Los ronquidos se volvían cada vez más engorrosos. La atmosfera era inaguantable, el sueño  lo enloquecía. Sus ensoñaciones interrumpidas rebosaban horrores, imágenes aberrantes, pesadillas breves como parpadeos y enfermizas como su vida. El incubo del sueño lo poseía aplastándole el pecho hasta hacerlo sentir con un extraño placer que moría, esto culminaba en despertar en una realidad siempre aún más cruel.  La situación era peor que torturante.  En un intento de alivianar su infortunio J. F. cerró suavemente con su mano la mandíbula de su esposa, esto por un instante  pareció parchar el disgusto, hasta que el ronquido volvió y de forma aún más preocupante.  M. F. parecía empezar a ahogarse con su baba.
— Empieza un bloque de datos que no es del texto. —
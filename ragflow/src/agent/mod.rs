//! The tool-enabled agent contract.
//!
//! An agent is an opaque text-completion service that may invoke declared
//! tools mid-conversation before producing a final text turn. The
//! orchestration core consumes the returned transcript read-only.

use crate::errors::AgentError;
use async_trait::async_trait;
use serde::{Deserialize, Serialize};
use std::fmt::Debug;
use std::sync::Arc;

#[cfg(feature = "remote")]
mod openai;

#[cfg(feature = "remote")]
pub use openai::OpenAiAgent;

/// The role of a conversation message.
#[derive(Debug, Clone, Copy, PartialEq, Eq, Serialize, Deserialize)]
#[serde(rename_all = "lowercase")]
pub enum Role {
    /// System instruction.
    System,
    /// End-user input.
    User,
    /// Agent-authored text.
    Assistant,
    /// Tool invocation result.
    Tool,
}

/// A single conversation message.
#[derive(Debug, Clone, PartialEq, Eq, Serialize, Deserialize)]
pub struct Message {
    /// Who authored the message.
    pub role: Role,
    /// The message text.
    pub content: String,
}

impl Message {
    /// Creates a user message.
    #[must_use]
    pub fn user(content: impl Into<String>) -> Self {
        Self {
            role: Role::User,
            content: content.into(),
        }
    }
}

/// A tool invocation requested by the agent.
#[derive(Debug, Clone, PartialEq)]
pub struct ToolCall {
    /// Correlation id assigned by the agent backend, if any.
    pub id: Option<String>,
    /// The tool name.
    pub name: String,
    /// The invocation arguments.
    pub arguments: serde_json::Value,
}

/// One turn of an agent interaction.
#[derive(Debug, Clone, PartialEq)]
pub enum Turn {
    /// Agent-authored text, possibly requesting tool invocations.
    Assistant {
        /// The text content (may be empty on pure tool-call turns).
        content: String,
        /// Tool invocations requested in this turn.
        tool_calls: Vec<ToolCall>,
    },
    /// The result of one tool invocation.
    ToolResult {
        /// Correlation id matching the requesting [`ToolCall`], if any.
        call_id: Option<String>,
        /// Verbatim tool output.
        content: String,
    },
}

impl Turn {
    /// Creates a plain assistant text turn.
    #[must_use]
    pub fn assistant(content: impl Into<String>) -> Self {
        Self::Assistant {
            content: content.into(),
            tool_calls: Vec::new(),
        }
    }

    /// Creates an assistant turn requesting tool invocations.
    #[must_use]
    pub fn assistant_with_calls(content: impl Into<String>, tool_calls: Vec<ToolCall>) -> Self {
        Self::Assistant {
            content: content.into(),
            tool_calls,
        }
    }

    /// Creates a tool result turn.
    #[must_use]
    pub fn tool_result(call_id: Option<String>, content: impl Into<String>) -> Self {
        Self::ToolResult {
            call_id,
            content: content.into(),
        }
    }
}

/// Extracts the most recent agent-authored text from a transcript.
///
/// Returns the empty string when the agent produced no text turn at all;
/// this is a degraded result, not an error.
#[must_use]
pub fn last_assistant_text(turns: &[Turn]) -> String {
    turns
        .iter()
        .rev()
        .find_map(|turn| match turn {
            Turn::Assistant { content, .. } if !content.is_empty() => Some(content.clone()),
            _ => None,
        })
        .unwrap_or_default()
}

/// Declared shape of a callable tool.
#[derive(Debug, Clone, Serialize, Deserialize)]
pub struct ToolSpec {
    /// The tool name the agent uses to invoke it.
    pub name: String,
    /// What the tool does, for the agent.
    pub description: String,
    /// JSON Schema of the invocation arguments.
    pub parameters: serde_json::Value,
}

/// Executes a declared tool on behalf of the agent.
///
/// Handlers are user-supplied; their failures are opaque and surfaced as
/// [`AgentError::Tool`] by the invoking agent.
#[async_trait]
pub trait ToolHandler: Send + Sync + Debug {
    /// Runs the tool with the given arguments, returning its text output.
    async fn call(&self, arguments: serde_json::Value) -> anyhow::Result<String>;
}

/// A declared tool paired with its executable handler.
#[derive(Debug, Clone)]
pub struct Tool {
    /// The declared shape.
    pub spec: ToolSpec,
    /// The executable handler.
    pub handler: Arc<dyn ToolHandler>,
}

impl Tool {
    /// Creates a new tool.
    #[must_use]
    pub fn new(spec: ToolSpec, handler: Arc<dyn ToolHandler>) -> Self {
        Self { spec, handler }
    }
}

/// A tool-enabled agent.
///
/// Given a system role, a set of callable tools, and a conversation, the
/// agent produces a sequence of turns ending in a final text turn. An empty
/// tool set means the agent must answer from the conversation alone.
#[async_trait]
pub trait ToolAgent: Send + Sync + Debug {
    /// Runs one complete agent interaction.
    async fn invoke(
        &self,
        system_prompt: &str,
        tools: &[Tool],
        messages: Vec<Message>,
    ) -> Result<Vec<Turn>, AgentError>;
}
J. F. tomó apurado su linterna y alumbró en la intensa oscuridad la cadavérica cara de su amada para encontrar allí el súmmum de su espanto.  La garganta de su mujer se volvió un por demás repulsivo nido de heterometábolos, estos le recorría el rostro entrando y saliendo de su blanca boca como una autopista  en constante agitación.
El cerebro de J. F. por fin quedó en blanco, vacío de lamentos, de nostalgia, de pensamientos intrusivos y de cualquier otro tipo. Ni siquiera el horror lo tiranizaba. El vacío absoluto lo cubrió -la penumbra lo envolvió en su plenitud-. Tal vez fue lo más cercano a la felicidad que estuvo. Lo último que visualizó su mediocre y mísero  ser, sin concebir ninguna reacción o idea al respecto, fue una multitud de semejantes caminarle por su demacrado cuerpo, similar en demasía a las multitudes yendo hacia sus trabajos en las mañanas de sus días. Estos diminutos seres, siempre subestimados, taciturnos, crujientes, marrones y grasosos, de detalladas piernas y esbelto abdomen notaron en él una sincera simpatía, sabían que algo de él estaba también en ellas. Nada más queda por decir de éste humano, insignificante como un cabello en la cerradura.